17 février 2012

The India Experience - 18/ The Long Way Home Experience (Pt. 1)

Premier voyage en Inde, février-mars 2001.

Décollage ici.
Expérience précédente : The Hampi Experience.


22 mars 2001 - 29 mars 2001 : The Long Way Home Experience, de Hampi (Karnataka) à Lyon (France), en passant par Hospet (Karnataka), Hyderâbâd (Andra Pradesh), New Delhi (Delhi), Amritsar (Punjab), Lahore (Pakistan), Karachi (Pakistan) et Istanbul (Turquie).

Avant même de partir, je nomme cette étape la Long Way Home Experience. Je n’aurais pas pu trouver mieux. Huit jours de déplacements ininterrompus ou presque, voilà le marathon qui m’attend. Je n’ai pas le droit de rater un seul train ni un seul bus car mon avion, lui, n’attendra pas. J’ai pour toute lecture mon guide Lonely Planet, que je connais déjà à peu près par cœur, et L’alchimiste de Paulo Coelho, que la fille aux yeux de miel vient de m'offrir. Comme une barque m'emporte en tanguant, celle-ci agite son mouchoir sur les bords de la rivière, entourée de Michaël et de l'Allemande. Au revoir les amis…
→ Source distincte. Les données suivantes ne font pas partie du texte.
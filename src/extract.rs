//! Structured extraction with a single self-repair retry.
//!
//! One low-temperature request to the cost-efficient model asks for JSON
//! only. If the output does not deserialize into the expected type, one
//! repair request re-submits the bad output; a second failure is
//! `ExtractionFailed`. There is no third attempt, which bounds both cost
//! and latency. Typed deserialization doubles as the schema-validation
//! layer: a payload of the wrong shape is treated the same as unparseable
//! JSON.

use std::sync::Mutex;

use serde::de::DeserializeOwned;

use crate::config::HarnessConfig;
use crate::cost::CostTracker;
use crate::error::HarnessError;
use crate::llm::{LlmClient, TextRequest, Usage};

fn record(cost: &Mutex<CostTracker>, model: &str, usage: Option<&Usage>) {
    let mut guard = cost.lock().unwrap_or_else(|poisoned| poisoned.into_inner());
    guard.record(model, usage);
}

fn parse<T: DeserializeOwned>(text: &str) -> Option<T> {
    serde_json::from_str(text.trim()).ok()
}

/// Extract a `T` from the model given an instruction and input text.
pub async fn extract_json<T: DeserializeOwned>(
    client: &dyn LlmClient,
    cfg: &HarnessConfig,
    cost: &Mutex<CostTracker>,
    instruction: &str,
    input: &str,
) -> Result<T, HarnessError> {
    let base = format!(
        "You are a JSON extractor.\n\
         Return JSON only. No prose, no markdown, no code fences.\n\
         If the input is ambiguous, choose the most reasonable interpretation and proceed.\n\
         \n\
         Instruction:\n{instruction}\n\
         \n\
         Input:\n{input}"
    );

    let first = client
        .respond(&TextRequest::new(&cfg.models.cheap, base).temperature(0.0))
        .await?;
    record(cost, &cfg.models.cheap, first.usage.as_ref());
    if let Some(value) = parse::<T>(&first.text) {
        return Ok(value);
    }

    tracing::warn!("structured extraction returned invalid JSON, attempting one repair");
    let repair = format!(
        "Fix the following into valid JSON that satisfies the instruction.\n\
         Return JSON only. No prose, no markdown, no code fences.\n\
         \n\
         Instruction:\n{instruction}\n\
         \n\
         Bad JSON:\n{}",
        first.text
    );

    let second = client
        .respond(&TextRequest::new(&cfg.models.cheap, repair).temperature(0.0))
        .await?;
    record(cost, &cfg.models.cheap, second.usage.as_ref());
    parse::<T>(&second.text).ok_or(HarnessError::ExtractionFailed)
}

#[cfg(test)]
mod tests {
    use super::*;
    use crate::config::{Models, PricingTable};
    use crate::llm::{LlmError, ReasoningEffort, TextResponse};
    use async_trait::async_trait;
    use serde::Deserialize;
    use std::collections::VecDeque;

    #[derive(Debug, Deserialize, PartialEq)]
    struct Shape {
        name: String,
        #[serde(default)]
        count: u32,
    }

    struct QueueClient {
        responses: Mutex<VecDeque<String>>,
        calls: Mutex<u32>,
    }

    impl QueueClient {
        fn new(responses: &[&str]) -> Self {
            Self {
                responses: Mutex::new(responses.iter().map(|s| s.to_string()).collect()),
                calls: Mutex::new(0),
            }
        }

        fn call_count(&self) -> u32 {
            *self.calls.lock().unwrap()
        }
    }

    #[async_trait]
    impl LlmClient for QueueClient {
        async fn respond(&self, _request: &TextRequest) -> Result<TextResponse, LlmError> {
            *self.calls.lock().unwrap() += 1;
            let text = self
                .responses
                .lock()
                .unwrap()
                .pop_front()
                .unwrap_or_default();
            Ok(TextResponse { id: "r".into(), text, usage: None, web_sources: vec![] })
        }
    }

    fn test_config() -> HarnessConfig {
        HarnessConfig {
            api_key: "sk-test".into(),
            models: Models { thinking: "thinking-model".into(), cheap: "cheap-model".into() },
            reasoning_effort: ReasoningEffort::Low,
            max_steps: 20,
            verbosity: 0,
            pretty: false,
            jsonl: true,
            pricing: PricingTable::default(),
        }
    }

    #[tokio::test]
    async fn valid_json_parses_on_first_attempt() {
        let client = QueueClient::new(&[r#"{"name": "a", "count": 2}"#]);
        let cost = Mutex::new(CostTracker::new());
        let shape: Shape = extract_json(&client, &test_config(), &cost, "inst", "in")
            .await
            .unwrap();
        assert_eq!(shape, Shape { name: "a".into(), count: 2 });
        assert_eq!(client.call_count(), 1);
    }

    #[tokio::test]
    async fn single_malformed_response_is_repaired() {
        let client = QueueClient::new(&["not json at all", r#"{"name": "fixed"}"#]);
        let cost = Mutex::new(CostTracker::new());
        let shape: Shape = extract_json(&client, &test_config(), &cost, "inst", "in")
            .await
            .unwrap();
        assert_eq!(shape.name, "fixed");
        assert_eq!(client.call_count(), 2);
    }

    #[tokio::test]
    async fn two_malformed_responses_fail_without_a_third_attempt() {
        let client = QueueClient::new(&["garbage", "still garbage", r#"{"name": "late"}"#]);
        let cost = Mutex::new(CostTracker::new());
        let result: Result<Shape, _> =
            extract_json(&client, &test_config(), &cost, "inst", "in").await;
        assert!(matches!(result, Err(HarnessError::ExtractionFailed)));
        assert_eq!(client.call_count(), 2);
    }

    #[tokio::test]
    async fn wrong_shape_counts_as_parse_failure() {
        // Valid JSON but missing the required field: repaired, then accepted.
        let client = QueueClient::new(&[r#"{"count": 1}"#, r#"{"name": "ok"}"#]);
        let cost = Mutex::new(CostTracker::new());
        let shape: Shape = extract_json(&client, &test_config(), &cost, "inst", "in")
            .await
            .unwrap();
        assert_eq!(shape.name, "ok");
        assert_eq!(client.call_count(), 2);
    }
}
Un bus me conduit de Hampi à Hospet, où j'enchaîne avec un train pour Hyderâbâd. Je dors tout du long et n'émerge que parvenu à bon port. La triple agression du boucan, de la chaleur et des rickshaws qui veulent absolument m’emmener quelque part alors que je ne vais nulle part est un peu violente au réveil. Je trouve refuge dans un bouiboui crasseux. J'y soigne mon abrutissement à grandes lampées d’un chai au goût indéfinissable. J’ai une journée entière à passer à Hyderâbâd et je n’ai aucune idée de ce que je vais en faire. Après Pushkar, Jaisalmer, Om Beach et Hampi, je n’ai guère d'inspiration pour visiter une métropole de trois millions d’habitants. Il me vient tout de même un éclat de lucidité dans mon coltard : « L’amour ne peut pas blesser : on peut aimer tant et plus, il n’en résultera pour l’être aimant et l’être aimé que de l’émerveillement. Faire attention par contre au désir, au besoin, au manque, à la jalousie qui peuvent se superposer à l’amour mais n’ont rien en commun avec celui-ci ». Décidément inspiré, je me réapproprie Descartes et ponds en outre cet étrange décret : « Je suis, donc je suis heureux », suivi de « Toujours donner, ne jamais accorder ». Je commence aussi à déchiffrer le sens de ce « tout est son contraire » qui me hantait avant mon départ. Nul endroit n'est meilleur pour cela que l’Inde, qui mélange le plus naturellement du monde le sordide et le poétique. Je prends ensuite note, pour les mois à venir, de tout un tas de projets personnels (je n’en réaliserai aucun) et artistiques (je les réaliserai tous). Alors même que je me demande si je ne devrais pas bouger mon cul et aller marcher, le patron du boui-boui me somme de libérer la table que j’occupe depuis déjà deux bonnes heures. Je erre jusqu’à trouver un parc. Là, hanté par la fille aux yeux de miel, j’écris d’une traite Apprécie et Elle me brûle les neurones.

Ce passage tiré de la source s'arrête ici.